A self-proclaimed 'myth buster by trade', over her long-ranging career as a journalist and political activist Barbara Ehrenreich has delved with devastating wit and insight into the social and political fabric of America. Had I Known gathers together Ehrenreich's most significant articles and excerpts from the last four decades - some of which became the starting point for her bestselling books - from her award-winning article 'Welcome to Cancerland', published shortly after she was diagnosed with breast cancer, to her groundbreaking investigative journalism in 'Nickel and Dimed', which explored living in America on the minimum wage. Issues she identified as far back as the 80s and 90s such as work poverty, rising inequality, the gender divide and medicalised health care, are top of the social and political agenda today. Written with remarkable tenderness, humour and incisiveness, Ehrenreich's describes an America of struggle, inequality, racial bias and injustice.
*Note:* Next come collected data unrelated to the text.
use std::time::Duration;

/// Status codes worth another attempt.
pub(crate) const RETRYABLE_STATUS_CODES: [u16; 6] = [408, 429, 500, 502, 503, 504];

/// Error type returned by this crate.
#[derive(Debug, thiserror::Error)]
pub enum GrokError {
    /// Endpoint or credential missing. Never retried; the message carries
    /// setup guidance for the caller to surface as-is.
    #[error("configuration error: {0}")]
    Config(String),
    /// Connection establishment or other network I/O failure.
    #[error("connect error: {0}")]
    Connect(String),
    /// Read or write deadline exceeded.
    #[error("timeout: {0}")]
    Timeout(String),
    /// The peer reset or corrupted the stream after headers were accepted.
    #[error("stream protocol error: {0}")]
    Protocol(String),
    /// Non-success HTTP status code with raw response body.
    #[error("http error {status}: {body}")]
    Http {
        status: u16,
        body: String,
        /// Server-provided wait hint, captured from `Retry-After` on 429.
        retry_after: Option<Duration>,
    },
    /// Local request construction failure (body serialization, bad URL).
    /// Never retried.
    #[error("request error: {0}")]
    Request(String),
}

impl GrokError {
    /// Whether another attempt is worthwhile.
    pub fn is_retryable(&self) -> bool {
        match self {
            Self::Connect(_) | Self::Timeout(_) | Self::Protocol(_) => true,
            Self::Http { status, .. } => RETRYABLE_STATUS_CODES.contains(status),
            Self::Config(_) | Self::Request(_) => false,
        }
    }

    /// Server wait hint. Only 429 responses carry one.
    pub(crate) fn retry_after_hint(&self) -> Option<Duration> {
        match self {
            Self::Http {
                status: 429,
                retry_after,
                ..
            } => *retry_after,
            _ => None,
        }
    }

    /// Maps an error raised while dispatching the request, before any of
    /// the response body was read.
    pub(crate) fn from_dispatch(err: reqwest::Error) -> Self {
        if err.is_timeout() {
            Self::Timeout(err.to_string())
        } else if err.is_builder() {
            Self::Request(err.to_string())
        } else {
            Self::Connect(err.to_string())
        }
    }

    /// Maps an error raised while reading the response stream. Headers were
    /// already accepted, so non-timeout failures are protocol violations.
    pub(crate) fn from_stream(err: reqwest::Error) -> Self {
        if err.is_timeout() {
            Self::Timeout(err.to_string())
        } else {
            Self::Protocol(err.to_string())
        }
    }
}

#[cfg(test)]
mod tests {
    use std::time::Duration;

    use crate::GrokError;

    #[test]
    fn transient_kinds_are_retryable() {
        assert!(GrokError::Connect("dns failure".to_owned()).is_retryable());
        assert!(GrokError::Timeout("read".to_owned()).is_retryable());
        assert!(GrokError::Protocol("reset".to_owned()).is_retryable());
    }

    #[test]
    fn status_codes_classify() {
        for status in [408u16, 429, 500, 502, 503, 504] {
            let err = GrokError::Http {
                status,
                body: String::new(),
                retry_after: None,
            };
            assert!(err.is_retryable(), "{status} must be retryable");
        }
        for status in [400u16, 401, 403, 404, 422] {
            let err = GrokError::Http {
                status,
                body: String::new(),
                retry_after: None,
            };
            assert!(!err.is_retryable(), "{status} must be fatal");
        }
    }

    #[test]
    fn config_and_request_errors_are_fatal() {
        assert!(!GrokError::Config("missing key".to_owned()).is_retryable());
        assert!(!GrokError::Request("bad url".to_owned()).is_retryable());
    }

    #[test]
    fn retry_after_hint_only_on_429() {
        let hinted = GrokError::Http {
            status: 429,
            body: String::new(),
            retry_after: Some(Duration::from_secs(5)),
        };
        assert_eq!(hinted.retry_after_hint(), Some(Duration::from_secs(5)));

        let other = GrokError::Http {
            status: 503,
            body: String::new(),
            retry_after: Some(Duration::from_secs(5)),
        };
        assert_eq!(other.retry_after_hint(), None);
    }
}
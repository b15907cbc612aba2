use std::time::{Duration, SystemTime};

use rand::Rng;
use reqwest::header::{HeaderMap, RETRY_AFTER};

use crate::{ClientOptions, GrokError};

/// Extra wait added when the peer reset the stream mid-response, giving it
/// time to recover before the next attempt.
const PROTOCOL_ERROR_SURCHARGE: Duration = Duration::from_secs(3);

/// Computes how long to sleep before retry `attempt` (1-based).
///
/// A `Retry-After` hint on a 429 response wins outright. Mid-stream
/// protocol violations pay a fixed surcharge on top of the jittered
/// exponential wait; everything else gets the jittered wait alone.
pub(crate) fn backoff_delay(attempt: u32, error: &GrokError, options: &ClientOptions) -> Duration {
    if let Some(hint) = error.retry_after_hint() {
        return hint;
    }

    let wait = random_exponential(attempt, options.retry_multiplier, options.retry_max_wait);
    if matches!(error, GrokError::Protocol(_)) {
        wait + PROTOCOL_ERROR_SURCHARGE
    } else {
        wait
    }
}

/// Uniform random wait in `[0, exponential_bound(attempt)]`.
fn random_exponential(attempt: u32, multiplier: f64, max_wait: Duration) -> Duration {
    let bound = exponential_bound(attempt, multiplier, max_wait);
    Duration::from_secs_f64(rand::thread_rng().gen_range(0.0..=bound.as_secs_f64()))
}

/// Upper bound of the jittered wait: `min(multiplier * 2^attempt, max_wait)`.
///
/// Non-decreasing in the attempt number; the exponent is capped so large
/// attempt counts cannot overflow the arithmetic.
fn exponential_bound(attempt: u32, multiplier: f64, max_wait: Duration) -> Duration {
    let raw = multiplier.max(0.0) * 2f64.powi(attempt.min(32) as i32);
    Duration::from_secs_f64(raw.min(max_wait.as_secs_f64()))
}

/// Parses a `Retry-After` header: either whole seconds or an HTTP date.
///
/// A date in the past clamps to zero. Values that parse as neither form
/// yield `None` so the caller falls through to generic backoff.
pub(crate) fn parse_retry_after(headers: &HeaderMap) -> Option<Duration> {
    let header = headers.get(RETRY_AFTER)?.to_str().ok()?.trim();
    if header.is_empty() {
        return None;
    }

    if header.bytes().all(|b| b.is_ascii_digit()) {
        return header.parse::<u64>().ok().map(Duration::from_secs);
    }

    let date = httpdate::parse_http_date(header).ok()?;
    Some(
        date.duration_since(SystemTime::now())
            .unwrap_or(Duration::ZERO),
    )
}

#[cfg(test)]
mod tests {
    use std::time::{Duration, SystemTime};

    use reqwest::header::{HeaderMap, HeaderValue, RETRY_AFTER};

    use super::{backoff_delay, exponential_bound, parse_retry_after};
    use crate::{ClientOptions, GrokError};

    fn headers_with(value: &str) -> HeaderMap {
        let mut headers = HeaderMap::new();
        headers.insert(
            RETRY_AFTER,
            HeaderValue::from_str(value).expect("header value must be valid"),
        );
        headers
    }

    fn rate_limited(retry_after: Option<Duration>) -> GrokError {
        GrokError::Http {
            status: 429,
            body: String::new(),
            retry_after,
        }
    }

    #[test]
    fn seconds_form_is_exact() {
        assert_eq!(
            parse_retry_after(&headers_with("5")),
            Some(Duration::from_secs(5))
        );
    }

    #[test]
    fn http_date_form_measures_from_now() {
        let date = httpdate::fmt_http_date(SystemTime::now() + Duration::from_secs(10));
        let wait = parse_retry_after(&headers_with(&date)).expect("must parse");
        // fmt_http_date has one-second resolution.
        assert!(wait <= Duration::from_secs(10));
        assert!(wait >= Duration::from_secs(8), "got {wait:?}");
    }

    #[test]
    fn past_http_date_clamps_to_zero() {
        let date = httpdate::fmt_http_date(SystemTime::now() - Duration::from_secs(30));
        assert_eq!(parse_retry_after(&headers_with(&date)), Some(Duration::ZERO));
    }

    #[test]
    fn unparsable_header_is_ignored() {
        assert_eq!(parse_retry_after(&headers_with("soon")), None);
        assert_eq!(parse_retry_after(&headers_with("5.5")), None);
        assert_eq!(parse_retry_after(&HeaderMap::new()), None);
    }

    #[test]
    fn hint_overrides_backoff_on_any_attempt() {
        let options = ClientOptions::default();
        let error = rate_limited(Some(Duration::from_secs(5)));
        for attempt in 1..=5 {
            assert_eq!(
                backoff_delay(attempt, &error, &options),
                Duration::from_secs(5)
            );
        }
    }

    #[test]
    fn rate_limit_without_hint_uses_generic_backoff() {
        let options = ClientOptions::default();
        let wait = backoff_delay(1, &rate_limited(None), &options);
        assert!(wait <= exponential_bound(1, options.retry_multiplier, options.retry_max_wait));
    }

    #[test]
    fn protocol_violation_pays_surcharge() {
        let options = ClientOptions::default();
        let error = GrokError::Protocol("connection reset".to_owned());
        let wait = backoff_delay(1, &error, &options);
        let bound = exponential_bound(1, options.retry_multiplier, options.retry_max_wait);
        assert!(wait >= Duration::from_secs(3), "got {wait:?}");
        assert!(wait <= Duration::from_secs(3) + bound, "got {wait:?}");
    }

    #[test]
    fn generic_wait_stays_within_bound() {
        let options = ClientOptions::default();
        let error = GrokError::Connect("refused".to_owned());
        for attempt in 1..=6 {
            let bound =
                exponential_bound(attempt, options.retry_multiplier, options.retry_max_wait);
            assert!(backoff_delay(attempt, &error, &options) <= bound);
        }
    }

    #[test]
    fn bound_grows_until_capped() {
        let max = Duration::from_secs(10);
        let mut previous = Duration::ZERO;
        for attempt in 1..=10 {
            let bound = exponential_bound(attempt, 1.0, max);
            assert!(bound >= previous);
            assert!(bound <= max);
            previous = bound;
        }
        assert_eq!(exponential_bound(10, 1.0, max), max);
    }
}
Her extraordinarily prescient and relevant perspective announces her as one of most significant thinkers of our day.

Bright-sided

Bright-sided
Author: Barbara Ehrenreich
Publisher: Macmillan
Total Pages: 252
Release: 2009-10-13
Genre: Business & Economics
ISBN: 0805087494


Download Bright-sided Book in PDF, Epub and Kindle

Exposes the downside of America's penchant for positive thinking, which the author believes leads to self-blame and a preoccupation with stamping out "negative" thoughts on a personal level, and, on a national level, has brought on economic disaster.

The Residue Years

The Residue Years
Author: Mitchell S. Jackson
Publisher: Bloomsbury Publishing USA
Total Pages: 353
Release: 2013-08-20
Genre: Fiction
ISBN: 1620400308


Download The Residue Years Book in PDF, Epub and Kindle

Winner Whiting Writers' Award Winner Ernest J. Gaines Award for Literary Excellence Finalist for the PEN/Hemingway Award for Debut Fiction Finalist for the Flaherty-Dunnan First Novel Prize Finalist for the Hurston/Wright Legacy Award Mitchell S. Jackson grew up black in a neglected neighborhood in America's whitest city, Portland, Oregon. In the '90s, those streets and beyond had fallen under the shadow of crack cocaine and its familiar mayhem. In his commanding autobiographical novel, Mitchell writes what it was to come of age in that time and place, with a break-out voice that's nothing less than extraordinary. The Residue Years switches between the perspectives of a young man, Champ, and his mother, Grace. Grace is just out of a drug treatment program, trying to stay clean and get her kids back. Champ is trying to do right by his mom and younger brothers, and dreams of reclaiming the only home he and his family have ever shared. But selling crack is the only sure way he knows to achieve his dream. In this world of few options and little opportunity, where love is your strength and your weakness, this family fights for family and against what tears one apart. Honest in its portrayal, with cadences that dazzle, The Residue Years signals the arrival of a writer set to awe.